Un fermo immagine mostra il recinto dove era rinchiuso l'orso M49 (Ansa)
Un fermo immagine mostra il recinto dove era rinchiuso l'orso M49 (Ansa)

M49 non ha voluto saperne di restare rinchiuso nel recinto dove la provincia di Trento l’aveva confinato, e ricordandosi di essere un orso ha scalato la recinsione, per quanto elettrificata ma in fondo che orso sarebbe se non riuscisse a infischiarsene dei volt, e si è dato alla macchia. Sono partite le ricerche e hanno iniziato a formarsi le opposte tifoserie: in caso di pericolo per l'uomo, sparare o no alla bestia?
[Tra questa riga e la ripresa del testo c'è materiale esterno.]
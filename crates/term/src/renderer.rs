//! TerminalRenderer: flushes a framebuffer to a real terminal.
//!
//! Frames are diffed against the previous one and only changed runs are
//! written. The renderer also owns the terminal modes the game needs (raw mode,
//! alternate screen, mouse capture) and restores them on [`TerminalRenderer::exit`].

use std::fmt;
use std::io::{self, Write};

use anyhow::Result;

use crossterm::{
    cursor, event,
    style::{
        Attribute, Color, Print, ResetColor, SetAttribute, SetBackgroundColor, SetForegroundColor,
    },
    terminal, Command, QueueableCommand,
};

use crate::fb::{CellStyle, FrameBuffer, Rgb};
use crate::types::CursorShape;

/// OSC 22 pointer-shape request (xterm, kitty, foot, WezTerm).
///
/// Terminals without support ignore the sequence.
#[derive(Debug, Clone, Copy, PartialEq, Eq)]
pub struct SetPointerShape(pub CursorShape);

impl Command for SetPointerShape {
    fn write_ansi(&self, f: &mut impl fmt::Write) -> fmt::Result {
        let name = match self.0 {
            CursorShape::Arrow => "default",
            CursorShape::Hand => "pointer",
        };
        write!(f, "\x1b]22;{}\x1b\\", name)
    }

    #[cfg(windows)]
    fn execute_winapi(&self) -> io::Result<()> {
        Ok(())
    }
}

pub struct TerminalRenderer {
    stdout: io::Stdout,
    last: Option<FrameBuffer>,
    pointer: CursorShape,
    buf: Vec<u8>,
}

impl Default for TerminalRenderer {
    fn default() -> Self {
        Self::new()
    }
}

impl TerminalRenderer {
    pub fn new() -> Self {
        Self {
            stdout: io::stdout(),
            last: None,
            pointer: CursorShape::Arrow,
            buf: Vec::with_capacity(64 * 1024),
        }
    }

    pub fn enter(&mut self) -> Result<()> {
        terminal::enable_raw_mode()?;
        self.buf.clear();
        self.buf.queue(terminal::EnterAlternateScreen)?;
        self.buf.queue(cursor::Hide)?;
        self.buf.queue(terminal::DisableLineWrap)?;
        self.buf.queue(event::EnableMouseCapture)?;
        self.flush_buf()?;
        Ok(())
    }

    pub fn exit(&mut self) -> Result<()> {
        self.buf.clear();
        self.buf.queue(SetPointerShape(CursorShape::Arrow))?;
        self.buf.queue(event::DisableMouseCapture)?;
        self.buf.queue(ResetColor)?;
        self.buf.queue(SetAttribute(Attribute::Reset))?;
        self.buf.queue(terminal::EnableLineWrap)?;
        self.buf.queue(cursor::Show)?;
        self.buf.queue(terminal::LeaveAlternateScreen)?;
        self.flush_buf()?;
        terminal::disable_raw_mode()?;
        Ok(())
    }

    /// Draw a framebuffer, swapping it into internal state.
    ///
    /// Callers should keep one `FrameBuffer` and pass it in every frame.
    /// The renderer diffs against the previous frame and then swaps buffers
    /// so the caller can reuse the old one without cloning.
    pub fn draw_swap(&mut self, fb: &mut FrameBuffer) -> Result<()> {
        let mut prev = self.last.take().unwrap_or_else(|| FrameBuffer::new(0, 0));

        self.buf.clear();
        if prev.width() != fb.width() || prev.height() != fb.height() {
            encode_full_into(fb, &mut self.buf)?;
            prev.resize(fb.width(), fb.height());
        } else {
            encode_diff_into(&prev, fb, &mut self.buf)?;
        }
        self.flush_buf()?;

        std::mem::swap(&mut prev, fb);
        self.last = Some(prev);
        Ok(())
    }

    /// Change the mouse pointer shape; repeated requests for the same shape are free.
    pub fn set_pointer(&mut self, shape: CursorShape) -> Result<()> {
        if shape == self.pointer {
            return Ok(());
        }
        self.pointer = shape;
        self.buf.clear();
        self.buf.queue(SetPointerShape(shape))?;
        self.flush_buf()
    }

    /// Writer for out-of-band output such as the terminal bell.
    pub fn stdout(&mut self) -> &mut io::Stdout {
        &mut self.stdout
    }

    fn flush_buf(&mut self) -> Result<()> {
        self.stdout.write_all(&self.buf)?;
        self.stdout.flush()?;
        Ok(())
    }
}

/// Encode a full-frame redraw into `out`.
///
/// This builds a sequence of crossterm commands without writing to stdout.
pub fn encode_full_into(fb: &FrameBuffer, out: &mut Vec<u8>) -> Result<()> {
    out.queue(terminal::Clear(terminal::ClearType::All))?;
    out.queue(cursor::MoveTo(0, 0))?;

    let mut current_style: Option<CellStyle> = None;
    for y in 0..fb.height() {
        out.queue(cursor::MoveTo(0, y))?;
        for x in 0..fb.width() {
            let cell = fb.get(x, y).unwrap_or_default();
            if current_style != Some(cell.style) {
                apply_style_into(out, cell.style)?;
                current_style = Some(cell.style);
            }
            out.queue(Print(cell.ch))?;
        }
    }

    out.queue(ResetColor)?;
    out.queue(SetAttribute(Attribute::Reset))?;
    Ok(())
}

/// Encode a diff redraw (changed runs) into `out`.
///
/// This builds a sequence of crossterm commands without writing to stdout.
pub fn encode_diff_into(prev: &FrameBuffer, next: &FrameBuffer, out: &mut Vec<u8>) -> Result<()> {
    let mut current_style: Option<CellStyle> = None;

    for_each_changed_run(prev, next, |x, y, len| {
        out.queue(cursor::MoveTo(x, y))?;
        for dx in 0..len {
            let cell = next.get(x + dx, y).unwrap_or_default();
            if current_style != Some(cell.style) {
                apply_style_into(out, cell.style)?;
                current_style = Some(cell.style);
            }
            out.queue(Print(cell.ch))?;
        }
        Ok(())
    })?;

    out.queue(ResetColor)?;
    out.queue(SetAttribute(Attribute::Reset))?;
    Ok(())
}

fn apply_style_into(out: &mut Vec<u8>, style: CellStyle) -> Result<()> {
    out.queue(SetAttribute(Attribute::Reset))?;
    out.queue(SetForegroundColor(rgb_to_color(style.fg)))?;
    out.queue(SetBackgroundColor(rgb_to_color(style.bg)))?;
    if style.bold {
        out.queue(SetAttribute(Attribute::Bold))?;
    }
    Ok(())
}

fn rgb_to_color(rgb: Rgb) -> Color {
    Color::Rgb {
        r: rgb.r,
        g: rgb.g,
        b: rgb.b,
    }
}

/// Calls `f(x, y, len)` for every horizontal run of cells that differ.
fn for_each_changed_run(
    prev: &FrameBuffer,
    next: &FrameBuffer,
    mut f: impl FnMut(u16, u16, u16) -> Result<()>,
) -> Result<()> {
    if prev.width() != next.width() || prev.height() != next.height() {
        for y in 0..next.height() {
            f(0, y, next.width())?;
        }
        return Ok(());
    }

    let w = next.width();
    for y in 0..next.height() {
        let mut x = 0;
        while x < w {
            if prev.get(x, y) == next.get(x, y) {
                x += 1;
                continue;
            }

            let start = x;
            x += 1;
            while x < w && prev.get(x, y) != next.get(x, y) {
                x += 1;
            }
            f(start, y, x - start)?;
        }
    }

    Ok(())
}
Il ministro dell’Ambiente Sergio Costa è per un inderogabile no, le autorità locali (che in quanto il Trentino regione a statuto speciale sono quelle che contano) dicono di voler valutare al momento. L’orso è estremamente pericoloso e si è già reso protagonista di attacchi ad allevamenti e strutture abitate. E mentre nessuno manda neppure un pensiero al povero esclursionista che magari finirà per trovarsi davanti il quadrupede inferocito, a noi non resta che augurarsi che tutto si concluda per il meglio, che M49 possa essere di nuovo catturato e che soprattutto nessun umano venga coinvolto, e pensare che la natura ha i suoi tempi e le sue leggi, che noi vogliamo far assomigliare a quelli di una fiction o di un cartone animato ma che invece sono terribilmente crudi e reali. E come tali vanno affrontati.